We have also included the full text of several recent, significant California opinions, including Monty, concerning the issuance of share by a majority shareholder, and Corrales, concerning the dissolution of partnerships with one sole partner.

The book’s companion CD-ROM contains the full text of the selected cases, as well as nearly 300 California forms for incorporation/formation, qualification, mergers, dissolution, and name reservation for all entity types in California.

Maryland and the District of Columbia

The  2011 Edition of Maryland and the District of Columbia Laws Governing Business Entities was also released in recent months.
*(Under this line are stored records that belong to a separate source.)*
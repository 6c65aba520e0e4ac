//! # Lifecycle Bindings
//!
//! Ties a stream's registration to the lifecycle of something else, such as
//! a UI element or a session. The host drives the [`Lifecycle`]; the registry
//! follows it:
//!
//! | Transition | Effect on bound streams |
//! |------------|-------------------------|
//! | `attach()` | registered |
//! | `detach()` | unregistered, binding kept |
//! | `finish()` | unregistered, binding dropped |
//!
//! While bound, a stream cannot be registered or unregistered by hand.

use crate::registry::{Shared, Streams};
use parking_lot::Mutex;
use std::{
    any::type_name,
    fmt,
    sync::{Arc, Weak},
};
use streamcast_core::{Stream, StreamError, StreamId, StreamObject};

/// Phase of a [`Lifecycle`].
#[derive(Debug, Clone, Copy, PartialEq, Eq, Default)]
pub enum Phase {
    /// Not attached; bound streams are unregistered.
    #[default]
    Detached,
    /// Attached; bound streams are registered.
    Attached,
    /// Terminal; bindings are gone.
    Finished,
}

struct LifecycleState {
    phase: Phase,
    watchers: Vec<Arc<Watcher>>,
}

/// Host-driven attach/detach lifecycle.
///
/// Cloning is O(1); clones drive the same lifecycle.
#[derive(Clone)]
pub struct Lifecycle {
    state: Arc<Mutex<LifecycleState>>,
}

impl Lifecycle {
    /// Create a detached lifecycle.
    pub fn new() -> Self {
        Self::with_phase(Phase::Detached)
    }

    /// Create a lifecycle that starts attached.
    pub fn attached() -> Self {
        Self::with_phase(Phase::Attached)
    }

    fn with_phase(phase: Phase) -> Self {
        Self {
            state: Arc::new(Mutex::new(LifecycleState {
                phase,
                watchers: Vec::new(),
            })),
        }
    }

    /// Current phase.
    pub fn phase(&self) -> Phase {
        self.state.lock().phase
    }

    /// Check whether the lifecycle is attached.
    pub fn is_attached(&self) -> bool {
        self.phase() == Phase::Attached
    }

    /// Check whether the lifecycle has finished.
    pub fn is_finished(&self) -> bool {
        self.phase() == Phase::Finished
    }

    /// Enter [`Phase::Attached`]. No-op once finished.
    pub fn attach(&self) {
        self.transition(Phase::Attached);
    }

    /// Enter [`Phase::Detached`]. No-op once finished.
    pub fn detach(&self) {
        self.transition(Phase::Detached);
    }

    /// Enter [`Phase::Finished`] and release every binding.
    pub fn finish(&self) {
        self.transition(Phase::Finished);
    }

    /// Check whether both values drive the same lifecycle.
    pub fn ptr_eq(&self, other: &Lifecycle) -> bool {
        Arc::ptr_eq(&self.state, &other.state)
    }

    fn transition(&self, phase: Phase) {
        let watchers = {
            let mut state = self.state.lock();
            if state.phase == Phase::Finished || state.phase == phase {
                return;
            }
            state.phase = phase;
            if phase == Phase::Finished {
                std::mem::take(&mut state.watchers)
            } else {
                state.watchers.clone()
            }
        };
        // watchers take registry locks, never while holding ours
        for watcher in watchers {
            watcher.notify(self, phase);
        }
    }

    /// Returns `false` once finished; the watcher would never hear from us.
    fn watch(&self, watcher: Arc<Watcher>) -> bool {
        let mut state = self.state.lock();
        if state.phase == Phase::Finished {
            return false;
        }
        state.watchers.push(watcher);
        true
    }

    fn unwatch(&self, watcher: &Arc<Watcher>) {
        self.state
            .lock()
            .watchers
            .retain(|existing| !Arc::ptr_eq(existing, watcher));
    }
}

impl Default for Lifecycle {
    fn default() -> Self {
        Self::new()
    }
}

impl fmt::Debug for Lifecycle {
    fn fmt(&self, f: &mut fmt::Formatter<'_>) -> fmt::Result {
        let state = self.state.lock();
        f.debug_struct("Lifecycle")
            .field("phase", &state.phase)
            .field("watchers", &state.watchers.len())
            .finish()
    }
}

/// Follows one lifecycle on behalf of one bound stream.
struct Watcher {
    registry: Weak<Shared>,
    id: StreamId,
}

impl Watcher {
    fn notify(&self, lifecycle: &Lifecycle, phase: Phase) {
        let Some(shared) = self.registry.upgrade() else {
            return;
        };
        let streams = Streams::from_shared(shared);
        let mut bindings = streams.shared.bindings.lock();
        let current = bindings
            .get(&self.id)
            .is_some_and(|binding| binding.lifecycle.ptr_eq(lifecycle));
        if !current {
            return;
        }

        match phase {
            Phase::Attached => {
                if let Some(binding) = bindings.get(&self.id) {
                    streams.register_object(&binding.object);
                }
            }
            Phase::Detached => {
                if let Some(binding) = bindings.get(&self.id) {
                    streams.unregister_object(self.id, &binding.object.stream_types());
                }
            }
            Phase::Finished => {
                if let Some(binding) = bindings.remove(&self.id) {
                    streams.release(binding);
                }
            }
        }
    }
}

pub(crate) struct Binding {
    object: StreamObject,
    lifecycle: Lifecycle,
    watcher: Arc<Watcher>,
}

// ============================================================================
// Registry operations
// ============================================================================

impl Streams {
    /// Bind `stream` to `lifecycle`.
    ///
    /// The stream is registered now if the lifecycle is attached and then
    /// follows it. Binding to another lifecycle first releases the old
    /// binding. Returns `false` if the stream realizes no stream trait.
    ///
    /// # Errors
    ///
    /// [`StreamError::InvalidArgument`] if `lifecycle` has already finished.
    pub fn bind<X: Stream>(
        &self,
        stream: &Arc<X>,
        lifecycle: &Lifecycle,
    ) -> Result<bool, StreamError> {
        let object = StreamObject::new(Arc::clone(stream));
        if object.stream_types().is_empty() {
            return Ok(false);
        }
        if lifecycle.is_finished() {
            return Err(finished_lifecycle::<X>());
        }

        let id = object.id();
        let mut bindings = self.shared.bindings.lock();
        if let Some(existing) = bindings.get(&id) {
            if existing.lifecycle.ptr_eq(lifecycle) {
                return Ok(true);
            }
        }

        let watcher = Arc::new(Watcher {
            registry: Arc::downgrade(&self.shared),
            id,
        });
        // the phase may have moved on since the check above
        if !lifecycle.watch(Arc::clone(&watcher)) {
            return Err(finished_lifecycle::<X>());
        }
        if let Some(previous) = bindings.remove(&id) {
            self.release(previous);
        }
        if lifecycle.is_attached() {
            self.register_object(&object);
        }
        trace_event!(self, target_type = object.type_name(), %id, "bind");
        bindings.insert(
            id,
            Binding {
                object,
                lifecycle: lifecycle.clone(),
                watcher,
            },
        );
        Ok(true)
    }

    /// Release the binding of `stream`, unregistering it.
    ///
    /// Returns whether a binding existed.
    pub fn unbind<X: Stream>(&self, stream: &X) -> bool {
        let id = StreamId::of(stream);
        let Some(binding) = self.shared.bindings.lock().remove(&id) else {
            return false;
        };
        self.release(binding);
        true
    }

    /// Check whether `stream` is bound to a lifecycle.
    pub fn is_bound<X: Stream>(&self, stream: &X) -> bool {
        self.shared
            .bindings
            .lock()
            .contains_key(&StreamId::of(stream))
    }

    fn release(&self, binding: Binding) {
        binding.lifecycle.unwatch(&binding.watcher);
        let id = binding.object.id();
        self.unregister_object(id, &binding.object.stream_types());
        trace_event!(self, target_type = binding.object.type_name(), %id, "unbind");
    }
}

fn finished_lifecycle<X>() -> StreamError {
    StreamError::invalid_argument(format!(
        "cannot bind `{}` to a finished lifecycle",
        type_name::<X>()
    ))
}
This Edition includes the entire newly revised and reenacted District of Columbia Business Corporation Act, as well as amendments to the Maryland General Corporation Law relating to benefit limited liability corporations, business combinations, dissolution, and other provisions.
 
In addition, 35 new case annotations have been added from decisions of Maryland and District of Columbia courts, and from federal courts sitting in those jurisdictions.

Also included are in-depth analyses of the 2011 legislative and judicial developments in the Maryland General Corporation Law and Maryland REIT Law and in the District of Columbia Business Corporation Act prepared by James J. Hanks, Jr., a partner at Venable LLP.

The companion CD-ROM contains over 100 forms for incorporation/formation, qualification, mergers, dissolution, and name reservation for all business entity types in Maryland and The District of Columbia. A listing of the forms and contact information for the jurisdictions can be found in the book’s appendix.

Florida

Another new release is the 2011 Edition of Florida Laws Governing Business Entities. The 2011 Edition features more than 25 legislative changes incorporating amendments through the end of the 2011 Session. Provisions impacted by the 2011 Session include:

  • Service on corporations and agents
  • Corporate taxes
  • Tax credits

Over 50 new annotations summarizing recent judicial developments from Florida courts and federal courts interpreting Florida law have been added.

The companion CD-ROM contains over 70 forms for incorporation/formation, qualification, mergers, dissolution, and name reservation for all business entity types in Florida. A listing of forms and contact information for Florida’s Division of Corporations can be found in the book’s appendix.